Man hält sich selbst ja gern für einzigartig. Denis Villeneuve erzählt in seinem neuen Film von einem Mann, dem das nicht mehr möglich ist. Der von seinem Leben gelangweilte Adam (Jake Gyllenhaal) trifft seinen Doppelgänger – der die scheinbar aufregendere Existenz führt. Das geht nicht gut aus.

Stuttgart - Was, wenn es mich irgendwo ein zweites Mal gäbe? Wäre dieses andere Leben schöner, interessanter? Für manche mag diese Frage eine hübsche Tagträumerei sein. Den Geschichtsprofessor Adam Bell (Jake Gyllenhaal) führt sie auf einen Horrortrip.

 

Wie ein Schlafwandler bewegt er sich durch die von gesichtslosen Hochhauskomplexen dominierte Stadtlandschaft Torontos. Die wenigen Menschen, denen er begegnet, benehmen sich wie bewusst platzierte Statisten ohne Eigenleben. Auch die Beziehung zu Mary (Mélanie Laurent) ist wortkarg und beschränkt sich auf gelegentlichen Sex.

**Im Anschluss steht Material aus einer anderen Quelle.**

/// Success response envelope
///
/// Every successful endpoint answers with the same shape:
///
/// ```json
/// {"success": true, "data": {...}}
/// ```
///
/// List endpoints add pagination metadata:
///
/// ```json
/// {"success": true, "data": [...], "meta": {"total": 42, "limit": 20, "offset": 0}}
/// ```
///
/// The failure counterpart lives in `crate::error`.

use serde::Serialize;

/// Pagination metadata for list responses
#[derive(Debug, Clone, Copy, Serialize)]
pub struct Meta {
    /// Total rows matching the query
    pub total: i64,

    /// Page size used
    pub limit: i64,

    /// Offset used
    pub offset: i64,
}

/// The `{success, data, meta}` envelope
#[derive(Debug, Clone, Serialize)]
pub struct ApiResponse<T: Serialize> {
    /// Always true on this path
    pub success: bool,

    /// Endpoint payload
    pub data: T,

    /// Pagination metadata (list endpoints only)
    #[serde(skip_serializing_if = "Option::is_none")]
    pub meta: Option<Meta>,
}

impl<T: Serialize> ApiResponse<T> {
    /// Wraps a payload
    pub fn new(data: T) -> Self {
        ApiResponse {
            success: true,
            data,
            meta: None,
        }
    }

    /// Wraps a list payload with pagination metadata
    pub fn with_meta(data: T, meta: Meta) -> Self {
        ApiResponse {
            success: true,
            data,
            meta: Some(meta),
        }
    }
}

#[cfg(test)]
mod tests {
    use super::*;
    use serde_json::json;

    #[test]
    fn test_envelope_shape() {
        let response = ApiResponse::new(json!({"id": 1}));
        let value = serde_json::to_value(&response).unwrap();

        assert_eq!(value["success"], true);
        assert_eq!(value["data"]["id"], 1);
        assert!(value.get("meta").is_none());
    }

    #[test]
    fn test_envelope_with_meta() {
        let response = ApiResponse::with_meta(
            json!([1, 2, 3]),
            Meta {
                total: 10,
                limit: 3,
                offset: 0,
            },
        );
        let value = serde_json::to_value(&response).unwrap();

        assert_eq!(value["meta"]["total"], 10);
        assert_eq!(value["meta"]["limit"], 3);
        assert_eq!(value["meta"]["offset"], 0);
    }
}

Tagsüber versucht Adam, seine Studenten in die komplizierten Gedankenexperimente der Geschichtsphilosophie einzuführen. „Hegel behauptet, dass alles in der Geschichte zweimal geschieht, und Marx fügt hinzu, das erste Mal sei eine Tragödie, das zweite Mal eine Farce“, erklärt Adam und verweist damit unbewusst auf die kommenden Ereignisse, die seine eigene Existenz infrage stellen werden.

Zum Rollentausch gezwungen

Mit „Enemy“ gibt Denis Villeneuve (hier geht’s zu unserem Interview mit ihm) ein so spannendes wie verstörendes Filmrätsel auf. Das Leben eines tödlich gelangweilten Wissenschaftlers gerät durch die Begegnung mit seinem Doppelgänger aus der Spur. Doch dieser andere ist nicht einfach ein böses Alter Ego. Anthony Clair führt ein komplett eigenständiges Leben und gleicht Adam vielleicht nur zufällig bis aufs Haar.

In Adams Augen wirkt diese andere Existenz reizvoller als die eigene: Anthony arbeitet als Schauspieler unter einem Pseudonym und wohnt mit seiner schwangeren Frau Helen (Sarah Gadon) in einem geschmackvoll möblierten Apartment. Doch auch Anthony ist gelangweilt und auf der Suche nach erotischen Abenteuern. Er zwingt Adam zum Rollentausch.

David Lynch lässt grüßen

Villeneuves Adaption eines Romans von José Saramago nähert sich zwar schrittweise dem Geheimnis um Adams Identität an, verweigert sich jedoch einer eindeutigen Lesart. Sie bietet gleich mehrere Interpretationen, was es mit der unheimlichen Verbindung zwischen Adam und Anthony auf sich haben könnte, stellt sogar infrage, ob Adams Welt überhaupt in der Realität verankert ist.

In seiner albtraumhaften Atmosphäre und der verschlungenen Konstruktion erinnert „Enemy“ an Filme von David Lynch, der in „Lost Highway“ (1997) oder „Mulholland Drive“ (2001) ähnlich komplexe Doppelgänger-Geschichten erzählte. Wie Lynch lässt Villeneuve das Publikum an der Desorientierung seiner Figuren teilhaben, schlägt kunstvolle Volten, erzeugt ein diffuses Unbehagen, scheint zunächst aber doch auf eine Lösung hinarbeiten zu wollen.

Auf die Details kommt es an

Während Lynch die Logik bald zum Teufel schickt und lustvoll mit den Ängsten und Erwartungen des Publikums jongliert, entwirft Villeneuve ein intellektuelles Vexierspiel. Es gilt, versteckte Hinweise und Anspielungen, winzige Details in den Bildern und Dialogen zu entschlüsseln und zu einem vermeintlich plausiblen Gesamtbild zusammenzusetzen.

Die alles entscheidende Frage, ob Adam wirklich er selbst ist, ob er als Anthony mit einem anderen Beruf und einer anderen Frau zur selben Zeit in einer Art Paralleluniversum existiert oder ob er schlicht schizophren ist, bleibt letztlich ein Mysterium. Dadurch wirkt „Enemy“ zwar oft kopflastig und undurchschaubar, aber auch faszinierend. Und bei aller Vertracktheit besitzt die Geschichte einen nachvollziehbaren Kern: „Es gibt kein richtiges Leben im falschen.“

Enemy. Kanada, Spanien 2013. Regie: Denis Villeneuve. Mit Jake Gyllenhaal, Sarah Gadon, Mélanie Laurent, Isabella Rossellini. 90 Minuten. Ab 12 Jahren.